• **Work to be completed**
Copy out each line of the listing below where the string "InvalidValue" appears.

[Source data Boundary: Start]

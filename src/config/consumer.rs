use std::time::Duration;

use super::error::ConfigError;
use super::retry::RetryPolicy;

/// Largest batch a consumer may accumulate per partition
pub const MAX_BUFFER_SIZE: usize = 500;

pub const DEFAULT_BUFFER_SIZE: usize = 500;
pub const DEFAULT_FLUSH_INTERVAL: Duration = Duration::from_secs(1);
pub const DEFAULT_IDLE_DELAY: Duration = Duration::from_millis(200);

pub const ENV_APP_NAME: &str = "CONNECTOR_APP_NAME";
pub const ENV_STREAM_NAME: &str = "CONNECTOR_STREAM_NAME";
pub const ENV_STREAM_REGION: &str = "CONNECTOR_STREAM_REGION";
pub const ENV_BUFFER_SIZE: &str = "CONNECTOR_BUFFER_SIZE";
pub const ENV_FLUSH_INTERVAL_MS: &str = "CONNECTOR_FLUSH_INTERVAL_MS";
pub const ENV_IDLE_DELAY_MS: &str = "CONNECTOR_IDLE_DELAY_MS";

/// Process-wide consumer settings, read-only once the consumer starts
#[derive(Debug, Clone)]
pub struct ConsumerConfig {
    /// Application name; namespaces checkpoints
    pub app_name: String,

    pub stream_name: String,

    /// Region (or endpoint) of the stream backend
    pub region: String,

    /// Records per batch handed to the handler
    pub buffer_size: usize,

    /// A non-empty buffer older than this is flushed even if not full
    pub flush_interval: Duration,

    /// Pause after a poll that returned no records
    pub idle_delay: Duration,

    pub poll_retry: RetryPolicy,
    pub handler_retry: RetryPolicy,
    pub checkpoint_retry: RetryPolicy,
}

impl ConsumerConfig {
    /// Create a configuration with default batching and retry settings
    pub fn new(
        app_name: impl Into<String>,
        stream_name: impl Into<String>,
        region: impl Into<String>,
    ) -> Self {
        Self {
            app_name: app_name.into(),
            stream_name: stream_name.into(),
            region: region.into(),
            buffer_size: DEFAULT_BUFFER_SIZE,
            flush_interval: DEFAULT_FLUSH_INTERVAL,
            idle_delay: DEFAULT_IDLE_DELAY,
            poll_retry: RetryPolicy::default(),
            handler_retry: RetryPolicy::default(),
            checkpoint_retry: RetryPolicy::unbounded(
                Duration::from_millis(100),
                Duration::from_secs(5),
            )
            .with_max_attempts(10),
        }
    }

    pub fn with_buffer_size(mut self, size: usize) -> Self {
        self.buffer_size = size;
        self
    }

    pub fn with_flush_interval(mut self, interval: Duration) -> Self {
        self.flush_interval = interval;
        self
    }

    pub fn with_idle_delay(mut self, delay: Duration) -> Self {
        self.idle_delay = delay;
        self
    }

    pub fn with_poll_retry(mut self, policy: RetryPolicy) -> Self {
        self.poll_retry = policy;
        self
    }

    pub fn with_handler_retry(mut self, policy: RetryPolicy) -> Self {
        self.handler_retry = policy;
        self
    }

    pub fn with_checkpoint_retry(mut self, policy: RetryPolicy) -> Self {
        self.checkpoint_retry = policy;
        self
    }

    /// Load from `CONNECTOR_*` environment variables
    pub fn from_env() -> Result<Self, ConfigError> {
        Self::from_lookup(|key| std::env::var(key).ok())
    }

    /// Load from an arbitrary key lookup, using the `CONNECTOR_*` names
    ///
    /// Application, stream and region are required; everything else falls
    /// back to its default. The result is validated before it is returned.
    pub fn from_lookup<F>(lookup: F) -> Result<Self, ConfigError>
    where
        F: Fn(&str) -> Option<String>,
    {
        let required = |key: &'static str, field: &'static str| {
            lookup(key)
                .filter(|v| !v.trim().is_empty())
                .ok_or(ConfigError::MissingField(field))
        };

        let mut config = Self::new(
            required(ENV_APP_NAME, "app_name")?,
            required(ENV_STREAM_NAME, "stream_name")?,
            required(ENV_STREAM_REGION, "region")?,
        );

        if let Some(raw) = lookup(ENV_BUFFER_SIZE) {
            config.buffer_size = parse_number(ENV_BUFFER_SIZE, &raw)? as usize;
        }
        if let Some(raw) = lookup(ENV_FLUSH_INTERVAL_MS) {
            config.flush_interval = Duration::from_millis(parse_number(ENV_FLUSH_INTERVAL_MS, &raw)?);
        }
        if let Some(raw) = lookup(ENV_IDLE_DELAY_MS) {
            config.idle_delay = Duration::from_millis(parse_number(ENV_IDLE_DELAY_MS, &raw)?);
        }

        config.validate()?;
        Ok(config)
    }

    /// Check every setting; called once before any worker starts
    pub fn validate(&self) -> Result<(), ConfigError> {
        if self.app_name.trim().is_empty() {
            return Err(ConfigError::MissingField("app_name"));
        }
        if self.stream_name.trim().is_empty() {
            return Err(ConfigError::MissingField("stream_name"));
        }
        if self.region.trim().is_empty() {
            return Err(ConfigError::MissingField("region"));
        }
        if self.buffer_size == 0 || self.buffer_size > MAX_BUFFER_SIZE {
            return Err(ConfigError::InvalidBufferSize {
                value: self.buffer_size,
                max: MAX_BUFFER_SIZE,
            });
        }
        if self.flush_interval.is_zero() {
            return Err(ConfigError::InvalidDuration("flush_interval"));
        }
        if !self.poll_retry.is_valid() {
            return Err(ConfigError::InvalidDuration("poll_retry"));
        }
        if !self.handler_retry.is_valid() {
            return Err(ConfigError::InvalidDuration("handler_retry"));
        }
        if !self.checkpoint_retry.is_valid() {
            return Err(ConfigError::InvalidDuration("checkpoint_retry"));
        }
        Ok(())
    }
}

fn parse_number(field: &'static str, raw: &str) -> Result<u64, ConfigError> {
    raw.trim().parse().map_err(|_| ConfigError::InvalidValue {
        field,
        value: raw.to_string(),
    })
}

#[cfg(test)]
mod tests {
    use super::*;
    use std::collections::HashMap;

    fn lookup_from(pairs: &[(&str, &str)]) -> impl Fn(&str) -> Option<String> {
        let map: HashMap<String, String> = pairs
            .iter()
            .map(|(k, v)| (k.to_string(), v.to_string()))
            .collect();
        move |key| map.get(key).cloned()
    }

    #[test]
    fn new_applies_defaults() {
        let config = ConsumerConfig::new("app", "orders", "us-east-1");
        assert_eq!(config.buffer_size, 500);
        assert_eq!(config.flush_interval, Duration::from_secs(1));
        assert!(config.validate().is_ok());
    }

    #[test]
    fn validate_rejects_missing_names() {
        assert_eq!(
            ConsumerConfig::new("", "orders", "us-east-1").validate(),
            Err(ConfigError::MissingField("app_name"))
        );
        assert_eq!(
            ConsumerConfig::new("app", " ", "us-east-1").validate(),
            Err(ConfigError::MissingField("stream_name"))
        );
        assert_eq!(
            ConsumerConfig::new("app", "orders", "").validate(),
            Err(ConfigError::MissingField("region"))
        );
    }

    #[test]
    fn validate_bounds_buffer_size() {
        let base = ConsumerConfig::new("app", "orders", "local");
        assert!(base.clone().with_buffer_size(1).validate().is_ok());
        assert!(base.clone().with_buffer_size(MAX_BUFFER_SIZE).validate().is_ok());
        assert_eq!(
            base.clone().with_buffer_size(0).validate(),
            Err(ConfigError::InvalidBufferSize { value: 0, max: 500 })
        );
        assert_eq!(
            base.with_buffer_size(501).validate(),
            Err(ConfigError::InvalidBufferSize { value: 501, max: 500 })
        );
    }

    #[test]
    fn validate_rejects_zero_flush_interval() {
        let config =
            ConsumerConfig::new("app", "orders", "local").with_flush_interval(Duration::ZERO);
        assert_eq!(
            config.validate(),
            Err(ConfigError::InvalidDuration("flush_interval"))
        );
    }

    #[test]
    fn from_lookup_reads_all_fields() {
        let config = ConsumerConfig::from_lookup(lookup_from(&[
            (ENV_APP_NAME, "billing"),
            (ENV_STREAM_NAME, "orders"),
            (ENV_STREAM_REGION, "eu-west-1"),
            (ENV_BUFFER_SIZE, "25"),
            (ENV_FLUSH_INTERVAL_MS, "250"),
            (ENV_IDLE_DELAY_MS, "0"),
        ]))
        .unwrap();

        assert_eq!(config.app_name, "billing");
        assert_eq!(config.stream_name, "orders");
        assert_eq!(config.region, "eu-west-1");
        assert_eq!(config.buffer_size, 25);
        assert_eq!(config.flush_interval, Duration::from_millis(250));
        assert_eq!(config.idle_delay, Duration::ZERO);
    }

    #[test]
    fn from_lookup_requires_names() {
        let result = ConsumerConfig::from_lookup(lookup_from(&[(ENV_APP_NAME, "billing")]));
        assert_eq!(result.unwrap_err(), ConfigError::MissingField("stream_name"));
    }

    #[test]
    fn from_lookup_rejects_garbage_numbers() {
        let result = ConsumerConfig::from_lookup(lookup_from(&[
            (ENV_APP_NAME, "billing"),
            (ENV_STREAM_NAME, "orders"),
            (ENV_STREAM_REGION, "local"),
            (ENV_BUFFER_SIZE, "lots"),
        ]));
        assert_eq!(
            result.unwrap_err(),
            ConfigError::InvalidValue {
                field: ENV_BUFFER_SIZE,
                value: "lots".to_string()
            }
        );
    }
}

[Source data Boundary: End]

• **Written solution**
    raw.trim().parse().map_err(|_| ConfigError::InvalidValue {
            ConfigError::InvalidValue {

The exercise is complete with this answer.